### Task directions:
Return the lines from the start of the data through the line with "issued. It keeps". Include both of those lines and no others.

(Entries taken from a collection)
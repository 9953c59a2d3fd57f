//! Latency-modelled read port.
//!
//! A `LoadPort` answers every read request exactly `latency` cycles after it was
//! issued. It keeps a fixed-depth shift pipeline of pending responses:
//! 1. **Deliver:** The oldest slot (`latency - 1`) is copied to the port output.
//! 2. **Shift:** Every slot moves one position toward delivery.
//! 3. **Accept:** The request of this cycle is captured into slot 0.
//!
//! The order defines read-after-write behaviour: a write applied to the store
//! earlier in the same cycle is never visible in the delivered slot, but is
//! captured by a read accepted in that cycle.

use crate::common::constants::BYTE_BITS;
use crate::common::{HarnessError, ReadRequest, ReadResponse, Result};
use crate::mem::buffer::BackingStore;

/// Fixed-latency read interface of the given width.
#[derive(Debug, Clone)]
pub struct LoadPort {
    /// Interface width in bytes.
    width: usize,
    /// Pipeline depth (the round-trip latency in cycles).
    depth: usize,
    /// `depth * width` bytes; slot `i` occupies `[i * width, (i + 1) * width)`.
    data: Box<[u8]>,
    valid: Box<[bool]>,
    error: Box<[bool]>,
    /// Slot delivered by the last `step`.
    out: Box<[u8]>,
}

impl LoadPort {
    /// Creates a port `width_bits` wide that answers after `latency` cycles.
    ///
    /// # Errors
    ///
    /// Returns [`HarnessError::InvalidConfig`] if `latency` is zero (there would be
    /// no slot to accept into) or `width_bits` is zero or not a multiple of 8.
    pub fn new(width_bits: u32, latency: u32) -> Result<Self> {
        if latency == 0 {
            return Err(HarnessError::InvalidConfig(
                "load port latency must be at least 1 cycle".into(),
            ));
        }
        if width_bits == 0 || width_bits % BYTE_BITS != 0 {
            return Err(HarnessError::InvalidConfig(format!(
                "load port width must be a non-zero multiple of 8 bits, got {width_bits}"
            )));
        }
        let width = (width_bits / BYTE_BITS) as usize;
        let depth = latency as usize;
        Ok(Self {
            width,
            depth,
            data: vec![0; depth * width].into_boxed_slice(),
            valid: vec![false; depth].into_boxed_slice(),
            error: vec![false; depth].into_boxed_slice(),
            out: vec![0; width].into_boxed_slice(),
        })
    }

    /// Interface width in bytes.
    pub const fn width_bytes(&self) -> usize {
        self.width
    }

    /// Round-trip latency in cycles.
    pub const fn latency(&self) -> usize {
        self.depth
    }

    /// Advances the port by one cycle.
    ///
    /// Returns the response to the request issued `latency` cycles ago and
    /// captures `request` against the current contents of `store`. A request is
    /// accepted when it is valid and `addr` lies inside the store; the captured
    /// slot keeps `valid = request.valid` and sets `error` when not accepted.
    /// Lanes of an accepted request that run past the end of the store read as zero.
    pub fn step(&mut self, request: ReadRequest, store: &BackingStore) -> ReadResponse<'_> {
        let w = self.width;
        let last = self.depth - 1;

        self.out.copy_from_slice(&self.data[last * w..]);
        let valid = self.valid[last];
        let error = self.error[last];

        self.data.copy_within(..last * w, w);
        self.valid.copy_within(..last, 1);
        self.error.copy_within(..last, 1);

        let accepted = request.valid && store.contains(request.addr);
        let slot = &mut self.data[..w];
        if accepted {
            let read = store.read_into(request.addr, slot);
            if read < w {
                tracing::debug!(
                    addr = request.addr,
                    read,
                    width = w,
                    "read runs past end of memory, upper lanes zero-filled"
                );
            }
        } else {
            slot.fill(0);
        }
        self.valid[0] = request.valid;
        self.error[0] = !accepted;

        ReadResponse {
            data: &self.out,
            valid,
            error,
        }
    }
}
//! Backing Store Implementation.
//!
//! This module provides a safe wrapper around the raw allocation holding the
//! simulated memory space. On Unix the store is an anonymous `mmap`, so a large
//! memory is only paged in by the OS where the program actually touches it; other
//! platforms fall back to a zeroed heap allocation. Allocation failure is reported
//! to the caller instead of aborting.

use std::fmt;
use std::io;
use std::slice;

use crate::common::constants::WORD_BYTES;
use crate::common::{HarnessError, Result};

enum Storage {
    #[cfg(unix)]
    Mapped { ptr: *mut u8, len: usize },
    Heap(Box<[u8]>),
}

/// Zero-initialised, fixed-size byte-addressable memory.
///
/// Owned exclusively by the session for the lifetime of a run.
pub struct BackingStore {
    storage: Storage,
}

// SAFETY: the mapping is owned exclusively by the store and only reached through
// `&self`/`&mut self`, so the usual borrow rules make cross-thread use sound.
unsafe impl Send for BackingStore {}
unsafe impl Sync for BackingStore {}

impl BackingStore {
    /// Allocates a zeroed store of `size` bytes.
    ///
    /// # Errors
    ///
    /// Returns [`HarnessError::Allocation`] carrying the OS error when the memory
    /// cannot be obtained.
    pub fn new(size: usize) -> Result<Self> {
        let storage = if size == 0 {
            Storage::Heap(Box::default())
        } else {
            Storage::allocate(size).map_err(|source| {
                tracing::error!(size, %source, "backing store allocation failed");
                HarnessError::Allocation { size, source }
            })?
        };
        Ok(Self { storage })
    }

    /// Returns the size of the store in bytes.
    pub fn len(&self) -> usize {
        match &self.storage {
            #[cfg(unix)]
            Storage::Mapped { len, .. } => *len,
            Storage::Heap(bytes) => bytes.len(),
        }
    }

    /// Returns `true` for a zero-sized store.
    pub fn is_empty(&self) -> bool {
        self.len() == 0
    }

    /// Returns `true` if `addr` names a byte inside the store.
    #[inline]
    pub fn contains(&self, addr: u32) -> bool {
        (addr as usize) < self.len()
    }

    /// The whole store as a byte slice.
    pub fn as_slice(&self) -> &[u8] {
        match &self.storage {
            // SAFETY: the mapping is `len` bytes, readable, and lives as long as `self`.
            #[cfg(unix)]
            Storage::Mapped { ptr, len } => unsafe { slice::from_raw_parts(*ptr, *len) },
            Storage::Heap(bytes) => &bytes[..],
        }
    }

    /// The whole store as a mutable byte slice.
    pub fn as_mut_slice(&mut self) -> &mut [u8] {
        match &mut self.storage {
            // SAFETY: as above; `&mut self` guarantees exclusive access.
            #[cfg(unix)]
            Storage::Mapped { ptr, len } => unsafe { slice::from_raw_parts_mut(*ptr, *len) },
            Storage::Heap(bytes) => &mut bytes[..],
        }
    }

    /// Copies bytes starting at `addr` into `buf`, zero-filling whatever lies past the end.
    ///
    /// Returns the number of bytes that came from the store.
    pub fn read_into(&self, addr: u32, buf: &mut [u8]) -> usize {
        let mem = self.as_slice();
        let start = (addr as usize).min(mem.len());
        let n = buf.len().min(mem.len() - start);
        buf[..n].copy_from_slice(&mem[start..start + n]);
        buf[n..].fill(0);
        n
    }

    /// Reads the little-endian word at `addr`, or `None` if it does not fit.
    pub fn read_word(&self, addr: u32) -> Option<u32> {
        let start = addr as usize;
        let bytes = self.as_slice().get(start..start + WORD_BYTES)?;
        Some(u32::from_le_bytes(bytes.try_into().ok()?))
    }

    /// Writes a little-endian word at `addr`; returns `false` if it does not fit.
    pub fn write_word(&mut self, addr: u32, value: u32) -> bool {
        let start = addr as usize;
        match self.as_mut_slice().get_mut(start..start + WORD_BYTES) {
            Some(dst) => {
                dst.copy_from_slice(&value.to_le_bytes());
                true
            }
            None => false,
        }
    }
}

impl Storage {
    #[cfg(unix)]
    fn allocate(size: usize) -> io::Result<Self> {
        // SAFETY: anonymous private mapping with no backing fd; checked for MAP_FAILED.
        let ptr = unsafe {
            libc::mmap(
                std::ptr::null_mut(),
                size,
                libc::PROT_READ | libc::PROT_WRITE,
                libc::MAP_PRIVATE | libc::MAP_ANONYMOUS,
                -1,
                0,
            )
        };
        if ptr == libc::MAP_FAILED {
            return Err(io::Error::last_os_error());
        }
        Ok(Storage::Mapped {
            ptr: ptr.cast::<u8>(),
            len: size,
        })
    }

    #[cfg(not(unix))]
    fn allocate(size: usize) -> io::Result<Self> {
        let mut bytes = Vec::new();
        bytes
            .try_reserve_exact(size)
            .map_err(|e| io::Error::new(io::ErrorKind::OutOfMemory, e))?;
        bytes.resize(size, 0);
        Ok(Storage::Heap(bytes.into_boxed_slice()))
    }
}

#[cfg(unix)]
impl Drop for Storage {
    fn drop(&mut self) {
        if let Storage::Mapped { ptr, len } = self {
            // SAFETY: `ptr`/`len` came from a successful mmap and are unmapped exactly once.
            unsafe {
                let _ = libc::munmap(ptr.cast(), *len);
            }
        }
    }
}

impl fmt::Debug for BackingStore {
    fn fmt(&self, f: &mut fmt::Formatter<'_>) -> fmt::Result {
        let kind = match self.storage {
            #[cfg(unix)]
            Storage::Mapped { .. } => "mmap",
            Storage::Heap(_) => "heap",
        };
        f.debug_struct("BackingStore")
            .field("len", &self.len())
            .field("storage", &kind)
            .finish()
    }
}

### The completed task:
repository 9953c59a2d3fd57f
//! Latency-modelled read port.
//!
//! A `LoadPort` answers every read request exactly `latency` cycles after it was
//! issued. It keeps a fixed-depth shift pipeline of pending responses:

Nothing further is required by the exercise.